The blocks, 22/11 and 23/07 lie in the prolific Beibu Gulf of the sea. The first block consists of 1,663 square kilometers, having a water depth of 40-80 meters. The second block, with 1,210 square kilometers of area, has a depth of 20-40 meters.

Per the contracts, Husky will be the operator with 100% interests in the blocks and carry the costs during the exploration period. CNOOC can participate in the developing phase of the blocks, with up to 51% participating interest, if commercial discoveries are made.

Recently, Husky Energy successfully drilled a well on 15/33 block in the sea and further plans to develop another two wells at the nearby 16/25 block. The drilling will commence in the second half of this year. Through a similar production sharing deal made earlier between the two companies, a commercial discovery in the 16/25 block will provide CNOOC the opportunity to assume around 51% interest in the block.

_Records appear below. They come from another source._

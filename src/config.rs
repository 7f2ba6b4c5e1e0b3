//! Runtime configuration, loaded from the environment.

use anyhow::Result;
use std::time::Duration;

/// Tunables for the dispatch engine and supervisor. Every value has a
/// default; environment variables override.
#[derive(Debug, Clone)]
pub struct CopierConfig {
    pub database_url: String,

    /// Bound on one command round-trip to a follower terminal. Expiry marks
    /// the attempt failed; there is no automatic retry of trade commands.
    pub command_timeout_secs: u64,

    /// Expected heartbeat cadence from terminal bridges.
    pub heartbeat_interval_secs: u64,

    /// Consecutive missed heartbeats before an adapter is declared down.
    pub missed_heartbeat_threshold: u32,

    /// Cap on the supervisor's exponential reconnect backoff.
    pub reconnect_max_interval_secs: u64,

    /// Capacity of each group's bounded event channel.
    pub event_channel_capacity: usize,

    /// Cadence of periodic statistics flushes to the database.
    pub stats_flush_interval_secs: u64,

    /// Dedupe entries older than this are aged out of the database at
    /// startup, keeping the seen-ticket set bounded.
    pub seen_ticket_retention_days: i64,

    /// Log transformed commands without dispatching them.
    pub dry_run: bool,
}

impl Default for CopierConfig {
    fn default() -> Self {
        Self {
            database_url: "sqlite://hedgesync.db?mode=rwc".to_string(),
            command_timeout_secs: 8,
            heartbeat_interval_secs: 5,
            missed_heartbeat_threshold: 3,
            reconnect_max_interval_secs: 60,
            event_channel_capacity: 256,
            stats_flush_interval_secs: 30,
            seen_ticket_retention_days: 30,
            dry_run: false,
        }
    }
}

impl CopierConfig {
    /// Load configuration from environment variables, falling back to
    /// defaults for anything unset.
    pub fn from_env() -> Result<Self> {
        let defaults = Self::default();

        Ok(Self {
            database_url: std::env::var("HEDGESYNC_DATABASE_URL")
                .unwrap_or(defaults.database_url),
            command_timeout_secs: env_parse("HEDGESYNC_COMMAND_TIMEOUT_SECS")?
                .unwrap_or(defaults.command_timeout_secs),
            heartbeat_interval_secs: env_parse("HEDGESYNC_HEARTBEAT_INTERVAL_SECS")?
                .unwrap_or(defaults.heartbeat_interval_secs),
            missed_heartbeat_threshold: env_parse("HEDGESYNC_MISSED_HEARTBEAT_THRESHOLD")?
                .unwrap_or(defaults.missed_heartbeat_threshold),
            reconnect_max_interval_secs: env_parse("HEDGESYNC_RECONNECT_MAX_INTERVAL_SECS")?
                .unwrap_or(defaults.reconnect_max_interval_secs),
            event_channel_capacity: env_parse("HEDGESYNC_EVENT_CHANNEL_CAPACITY")?
                .unwrap_or(defaults.event_channel_capacity),
            stats_flush_interval_secs: env_parse("HEDGESYNC_STATS_FLUSH_INTERVAL_SECS")?
                .unwrap_or(defaults.stats_flush_interval_secs),
            seen_ticket_retention_days: env_parse("HEDGESYNC_SEEN_TICKET_RETENTION_DAYS")?
                .unwrap_or(defaults.seen_ticket_retention_days),
            dry_run: std::env::var("HEDGESYNC_DRY_RUN")
                .map(|v| v == "1" || v.eq_ignore_ascii_case("true"))
                .unwrap_or(defaults.dry_run),
        })
    }

    pub fn command_timeout(&self) -> Duration {
        Duration::from_secs(self.command_timeout_secs)
    }

    pub fn heartbeat_interval(&self) -> Duration {
        Duration::from_secs(self.heartbeat_interval_secs)
    }

    pub fn reconnect_max_interval(&self) -> Duration {
        Duration::from_secs(self.reconnect_max_interval_secs)
    }

    pub fn stats_flush_interval(&self) -> Duration {
        Duration::from_secs(self.stats_flush_interval_secs)
    }

    /// Silence longer than this marks the connection down.
    pub fn heartbeat_deadline(&self) -> Duration {
        Duration::from_secs(self.heartbeat_interval_secs * self.missed_heartbeat_threshold as u64)
    }
}

fn env_parse<T: std::str::FromStr>(name: &str) -> Result<Option<T>>
where
    T::Err: std::fmt::Display,
{
    match std::env::var(name) {
        Ok(raw) => raw
            .parse()
            .map(Some)
            .map_err(|e| anyhow::anyhow!("invalid {name}: {e}")),
        Err(_) => Ok(None),
    }
}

Notably, CNOOC has several other fields in the South China Sea, three of which are coming online this year; Weizhou 6-13 oil field, Dongfang 13-2 gas fields and Wenchang 9-2/9-3/10-3 gas fields. CNOOC has 100% working interest in these projects, wherein total estimated peak production is 64,000 barrels of oil equivalent per day.

Price Performance

CNOOC, primarily engaged in the exploration, development, and production of crude oil and natural gas offshore China, and globally, has gained 54.5% in the past year compared with 13.2% growth of its industry.

Zacks Rank and Other Stocks to Consider

CNOOC sports a Zacks Rank #1 (Strong Buy).

Investors interested in the Energy sector can opt for other top-ranked stocks in the same space like Nine Energy Service, Inc. (NYSE:NINE) , Delek US Holdings, Inc. (NYSE:DK) and BP (LON:BP) p.l.c. (NYSE:BP) , each sporting a Zacks Rank #1. You can see the complete list of today’s Zacks #1 Rank stocks here.

Houston, TX-based Nine Energy Service is an onshore service provider. For 2018, its bottom line is likely to be up 168.1%. In the last reported quarter, the company delivered a positive earnings surprise of 28.6%.

Brentwood, TN-based Delek is an energy company. The company’s top line for 2018 is anticipated to improve 35.6% year over year, while its bottom line is expected to increase 159.5%.

London-based BP is an integrated oil major. For 2018, its bottom line is likely to be up 66.5%. In the last four reported quarters, the company delivered a positive average earnings surprise of 29.6%.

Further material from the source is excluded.